Adaeze Elechi is a Nigerian writer and award-winning filmmaker whose works interrogate concepts of belonging and alienation, memory and identity, and trauma and healing. Her work and ideas aim to deconstruct and redefine the concept of “Home” beyond geographical location and search for broader, deeper definitions of belonging that transcend physical borders.
In her explorations and storytelling, she employs varied combinations of traditional documentary and experimental filmmaking techniques (using new and archival media), audio storytelling, and poetry, memoir, and fiction writing. She conducts in-depth cultural, historical, and journalistic research, and brings the gathered data to life through intimate interviews, verité scenes, portraiture, and writing with people living lives connected to the concepts she is exploring.
Additionally, she has over ten years of experience as a video and podcast media professional in the roles of director, producer, editor, and post-production supervisor. In these professional roles, she helmed departments that played significant roles in the organizations winning awards such as Webby Awards (mindbodygreen), and being named one of Time Magazine’s Best Inventions (Outlier.org).
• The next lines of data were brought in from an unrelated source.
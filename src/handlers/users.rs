// src/handlers/users.rs

use axum::{
    extract::{Path, State},
    http::StatusCode,
    response::IntoResponse,
    Json,
};

use crate::{
    common::error::AppError,
    config::AppState,
    middleware::tenancy::CurrentTenant,
    models::user::{NewCollaboratorPayload, TipoDeOperacao, UpdateProfilePayload, UserProfile},
};

// =============================================================================
//  PERFIL
// =============================================================================

// GET /api/users/me
#[utoipa::path(
    get,
    path = "/api/users/me",
    tag = "Usuários",
    responses(
        (status = 200, description = "Perfil do usuário autenticado", body = UserProfile),
        (status = 401, description = "Não autorizado")
    ),
    security(("api_jwt" = []))
)]
pub async fn get_me(
    State(app_state): State<AppState>,
    tenant: CurrentTenant,
) -> Result<impl IntoResponse, AppError> {
    let profile = app_state
        .user_service
        .me(tenant.context())
        .await?
        .ok_or(AppError::InvalidToken)?;
    Ok((StatusCode::OK, Json(profile)))
}

// PUT /api/users/me
#[utoipa::path(
    put,
    path = "/api/users/me",
    tag = "Usuários",
    request_body = UpdateProfilePayload,
    responses(
        (status = 200, description = "Perfil atualizado", body = UserProfile),
        (status = 400, description = "Dados inválidos")
    ),
    security(("api_jwt" = []))
)]
pub async fn update_me(
    State(app_state): State<AppState>,
    tenant: CurrentTenant,
    Json(payload): Json<UpdateProfilePayload>,
) -> Result<impl IntoResponse, AppError> {
    let profile = app_state
        .user_service
        .update_me(tenant.context(), payload)
        .await?
        .ok_or(AppError::InvalidToken)?;
    Ok((StatusCode::OK, Json(profile)))
}

// =============================================================================
//  COLABORADORES
// =============================================================================

// GET /api/users/collaborators
#[utoipa::path(
    get,
    path = "/api/users/collaborators",
    tag = "Usuários",
    responses(
        (status = 200, description = "Colaboradores da equipe", body = Vec<UserProfile>)
    ),
    security(("api_jwt" = []))
)]
pub async fn list_collaborators(
    State(app_state): State<AppState>,
    tenant: CurrentTenant,
) -> Result<impl IntoResponse, AppError> {
    let collaborators = app_state
        .user_service
        .list_collaborators(tenant.context())
        .await?;
    Ok((StatusCode::OK, Json(collaborators)))
}

// POST /api/users/collaborators
#[utoipa::path(
    post,
    path = "/api/users/collaborators",
    tag = "Usuários",
    request_body = NewCollaboratorPayload,
    responses(
        (status = 201, description = "Convite enviado ou colaborador atualizado", body = UserProfile),
        (status = 403, description = "Apenas o gerente pode cadastrar")
    ),
    security(("api_jwt" = []))
)]
pub async fn add_collaborator(
    State(app_state): State<AppState>,
    tenant: CurrentTenant,
    Json(payload): Json<NewCollaboratorPayload>,
) -> Result<impl IntoResponse, AppError> {
    let profile = app_state
        .user_service
        .add_collaborator(tenant.context(), payload)
        .await?
        .ok_or(AppError::InvalidToken)?;
    Ok((StatusCode::CREATED, Json(profile)))
}

// POST /api/users/invite/accept
#[utoipa::path(
    post,
    path = "/api/users/invite/accept",
    tag = "Usuários",
    responses(
        (status = 200, description = "Convite aceito", body = UserProfile),
        (status = 403, description = "A conta já tem dados ou equipe própria"),
        (status = 404, description = "Nenhum convite pendente")
    ),
    security(("api_jwt" = []))
)]
pub async fn accept_invite(
    State(app_state): State<AppState>,
    tenant: CurrentTenant,
) -> Result<impl IntoResponse, AppError> {
    let profile = app_state
        .user_service
        .accept_invite(tenant.context())
        .await?
        .ok_or(AppError::InvalidToken)?;
    Ok((StatusCode::OK, Json(profile)))
}

// DELETE /api/users/invite
#[utoipa::path(
    delete,
    path = "/api/users/invite",
    tag = "Usuários",
    responses(
        (status = 200, description = "Convite recusado", body = UserProfile),
        (status = 404, description = "Nenhum convite pendente")
    ),
    security(("api_jwt" = []))
)]
pub async fn decline_invite(
    State(app_state): State<AppState>,
    tenant: CurrentTenant,
) -> Result<impl IntoResponse, AppError> {
    let profile = app_state
        .user_service
        .decline_invite(tenant.context())
        .await?
        .ok_or(AppError::InvalidToken)?;
    Ok((StatusCode::OK, Json(profile)))
}

// =============================================================================
//  TIPOS DE OPERAÇÃO
// =============================================================================

// GET /api/users/operation-types
#[utoipa::path(
    get,
    path = "/api/users/operation-types",
    tag = "Usuários",
    responses(
        (status = 200, description = "Tipos de operação da equipe", body = Vec<TipoDeOperacao>)
    ),
    security(("api_jwt" = []))
)]
pub async fn list_operation_types(
    State(app_state): State<AppState>,
    tenant: CurrentTenant,
) -> Result<impl IntoResponse, AppError> {
    let tipos = app_state
        .user_service
        .list_operation_types(tenant.context())
        .await?;
    Ok((StatusCode::OK, Json(tipos)))
}

// POST /api/users/operation-types
#[utoipa::path(
    post,
    path = "/api/users/operation-types",
    tag = "Usuários",
    request_body = TipoDeOperacao,
    responses(
        (status = 200, description = "Lista atualizada", body = Vec<TipoDeOperacao>),
        (status = 403, description = "Sem permissão")
    ),
    security(("api_jwt" = []))
)]
pub async fn add_operation_type(
    State(app_state): State<AppState>,
    tenant: CurrentTenant,
    Json(payload): Json<TipoDeOperacao>,
) -> Result<impl IntoResponse, AppError> {
    let tipos = app_state
        .user_service
        .add_operation_type(tenant.context(), payload)
        .await?;
    Ok((StatusCode::OK, Json(tipos)))
}

// DELETE /api/users/operation-types/{name}
#[utoipa::path(
    delete,
    path = "/api/users/operation-types/{name}",
    tag = "Usuários",
    params(("name" = String, Path, description = "Nome do tipo")),
    responses(
        (status = 200, description = "Lista atualizada", body = Vec<TipoDeOperacao>),
        (status = 403, description = "Sem permissão"),
        (status = 404, description = "Tipo não encontrado")
    ),
    security(("api_jwt" = []))
)]
pub async fn remove_operation_type(
    State(app_state): State<AppState>,
    tenant: CurrentTenant,
    Path(name): Path<String>,
) -> Result<impl IntoResponse, AppError> {
    let tipos = app_state
        .user_service
        .remove_operation_type(tenant.context(), &name)
        .await?;
    Ok((StatusCode::OK, Json(tipos)))
}
// src/models/tenancy.rs

use std::fmt;

use crate::models::auth::Actor;

/// O identificador sob o qual ficam todos os registros da organização do ator.
#[derive(Debug, Clone, PartialEq, Eq, Hash)]
pub struct TenantScope(String);

impl TenantScope {
    /// Colaboradores gravam sob o uid do gerente; donos de conta, sob o próprio uid.
    /// Sem ator autenticado não existe escopo.
    pub fn resolve(actor: Option<&Actor>) -> Option<Self> {
        let actor = actor?;
        let id = actor.gerente_uid.as_deref().unwrap_or(&actor.uid);
        if id.is_empty() {
            return None;
        }
        Some(Self(id.to_string()))
    }

    pub fn id(&self) -> &str {
        &self.0
    }
}

impl fmt::Display for TenantScope {
    fn fmt(&self, f: &mut fmt::Formatter<'_>) -> fmt::Result {
        f.write_str(&self.0)
    }
}

// Ator + escopo resolvido uma única vez por requisição e passado adiante explicitamente
#[derive(Debug, Clone)]
pub struct TenantContext {
    pub actor: Actor,
    pub scope: TenantScope,
}

impl TenantContext {
    pub fn from_actor(actor: Option<Actor>) -> Option<Self> {
        let scope = TenantScope::resolve(actor.as_ref())?;
        actor.map(|actor| Self { actor, scope })
    }

    pub fn uid(&self) -> &str {
        &self.actor.uid
    }
}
Her documentary film The Keepsake was acquired as part of Third World Newsreel’s collection of films in 2024. Her articles, essays, fiction, and poetry have appeared or are forthcoming in Guernica Magazine, mindbodygreen, Callaloo Literary Journal, and the Black feminist anthology In Words of Our Own - Black Women & Being (Canadian Scholars & Women’s Press). Her collection of short stories and poetry, Harmattan, was published in 2019 by Bottlecap Press, and the eponymous short story from the book was a finalist for the 47th New Millennium Award for Fiction. Her poems have been performed at various literary festivals including the New York City Poetry Festival.
She is a Logan Nonfiction Program Fellow and a recipient of the Catapult Film Fund Research Grant and Fellowship. Her films have screened in film festivals in the U.S. and Canada, including the St. Louis International Film Festival.
She lives and works in Brooklyn, NY.